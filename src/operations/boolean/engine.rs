use tracing::debug;

use crate::error::{OperationError, Result};
use crate::operations::query::Aabb;
use crate::tessellation::{TessellateSolid, TessellationParams};
use crate::topology::{SolidId, TopologyStore};

use super::assemble::assemble_polygons;
use super::bsp::{Polygon, PLANE_EPSILON};
use super::select::BooleanOp;

/// Executes a boolean operation on two solids.
///
/// Both operands are tessellated into outward-oriented triangles, combined
/// with BSP clipping and assembled into a new faceted solid. The operands
/// are left untouched.
pub(super) fn boolean_execute(
    store: &mut TopologyStore,
    solid_a: SolidId,
    solid_b: SolidId,
    op: BooleanOp,
    params: TessellationParams,
) -> Result<SolidId> {
    let (polygons_a, aabb_a) = solid_polygons(store, solid_a, params)?;
    let (polygons_b, aabb_b) = solid_polygons(store, solid_b, params)?;

    let result = if aabb_a.intersects(&aabb_b, PLANE_EPSILON) {
        debug!(
            ?op,
            a = polygons_a.len(),
            b = polygons_b.len(),
            "boolean: clipping operands"
        );
        op.apply(polygons_a, polygons_b)
    } else {
        debug!(?op, "boolean: operands are disjoint");
        op.disjoint(polygons_a, polygons_b)
    };

    if result.is_empty() {
        return Err(OperationError::EmptyResult.into());
    }
    debug!(?op, polygons = result.len(), "boolean: assembling result");
    assemble_polygons(store, &result)
}

/// Tessellates a solid into BSP polygons and their bounding box.
fn solid_polygons(
    store: &TopologyStore,
    solid: SolidId,
    params: TessellationParams,
) -> Result<(Vec<Polygon>, Aabb)> {
    let mesh = TessellateSolid::new(solid, params).execute(store)?;
    let aabb = Aabb::from_points(&mesh.vertices).ok_or_else(|| {
        OperationError::InvalidInput("boolean operand has no surface".into())
    })?;
    let polygons = mesh
        .triangles()
        .filter_map(|tri| Polygon::new(tri.to_vec()))
        .collect();
    Ok((polygons, aabb))
}
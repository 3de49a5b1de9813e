use super::{EdgeId, FaceId, ShellId, SolidId, VertexId, WireId};

/// A handle to any topological entity in a [`TopologyStore`](super::TopologyStore).
///
/// Handles are cheap to copy and never own geometry; they are only
/// meaningful together with the store that issued them.
#[derive(Debug, Clone, Copy, PartialEq, Eq, Hash)]
pub enum Shape {
    Solid(SolidId),
    Shell(ShellId),
    Face(FaceId),
    Wire(WireId),
    Edge(EdgeId),
    Vertex(VertexId),
}

impl Shape {
    /// Returns the solid handle, if this is a solid.
    #[must_use]
    pub fn as_solid(&self) -> Option<SolidId> {
        match self {
            Self::Solid(id) => Some(*id),
            _ => None,
        }
    }
}

impl From<SolidId> for Shape {
    fn from(id: SolidId) -> Self {
        Self::Solid(id)
    }
}

impl From<FaceId> for Shape {
    fn from(id: FaceId) -> Self {
        Self::Face(id)
    }
}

══════════════════════════════

Could you output all of the records above exactly as given?

filename src/operations/boolean/engine.rs
use tracing::debug;

use crate::error::{OperationError, Result};
use crate::operations::query::Aabb;
use crate::tessellation::{TessellateSolid, TessellationParams};
use crate::topology::{SolidId, TopologyStore};

use super::assemble::assemble_polygons;
use super::bsp::{Polygon, PLANE_EPSILON};
use super::select::BooleanOp;

/// Executes a boolean operation on two solids.
///
/// Both operands are tessellated into outward-oriented triangles, combined
/// with BSP clipping and assembled into a new faceted solid. The operands
/// are left untouched.
pub(super) fn boolean_execute(
    store: &mut TopologyStore,
    solid_a: SolidId,
    solid_b: SolidId,
    op: BooleanOp,
    params: TessellationParams,
) -> Result<SolidId> {
    let (polygons_a, aabb_a) = solid_polygons(store, solid_a, params)?;
    let (polygons_b, aabb_b) = solid_polygons(store, solid_b, params)?;

    let result = if aabb_a.intersects(&aabb_b, PLANE_EPSILON) {
        debug!(
            ?op,
            a = polygons_a.len(),
            b = polygons_b.len(),
            "boolean: clipping operands"
        );
        op.apply(polygons_a, polygons_b)
    } else {
        debug!(?op, "boolean: operands are disjoint");
        op.disjoint(polygons_a, polygons_b)
    };

    if result.is_empty() {
        return Err(OperationError::EmptyResult.into());
    }
    debug!(?op, polygons = result.len(), "boolean: assembling result");
    assemble_polygons(store, &result)
}

/// Tessellates a solid into BSP polygons and their bounding box.
fn solid_polygons(
    store: &TopologyStore,
    solid: SolidId,
    params: TessellationParams,
) -> Result<(Vec<Polygon>, Aabb)> {
    let mesh = TessellateSolid::new(solid, params).execute(store)?;
    let aabb = Aabb::from_points(&mesh.vertices).ok_or_else(|| {
        OperationError::InvalidInput("boolean operand has no surface".into())
    })?;
    let polygons = mesh
        .triangles()
        .filter_map(|tri| Polygon::new(tri.to_vec()))
        .collect();
    Ok((polygons, aabb))
}
repository 3de49a5b1de9813e
use super::{EdgeId, FaceId, ShellId, SolidId, VertexId, WireId};

/// A handle to any topological entity in a [`TopologyStore`](super::TopologyStore).
///
/// Handles are cheap to copy and never own geometry; they are only
/// meaningful together with the store that issued them.
#[derive(Debug, Clone, Copy, PartialEq, Eq, Hash)]
pub enum Shape {
    Solid(SolidId),
    Shell(ShellId),
    Face(FaceId),
    Wire(WireId),
    Edge(EdgeId),
    Vertex(VertexId),
}

impl Shape {
    /// Returns the solid handle, if this is a solid.
    #[must_use]
    pub fn as_solid(&self) -> Option<SolidId> {
        match self {
            Self::Solid(id) => Some(*id),
            _ => None,
        }
    }
}

impl From<SolidId> for Shape {
    fn from(id: SolidId) -> Self {
        Self::Solid(id)
    }
}

impl From<FaceId> for Shape {
    fn from(id: FaceId) -> Self {
        Self::Face(id)
    }
}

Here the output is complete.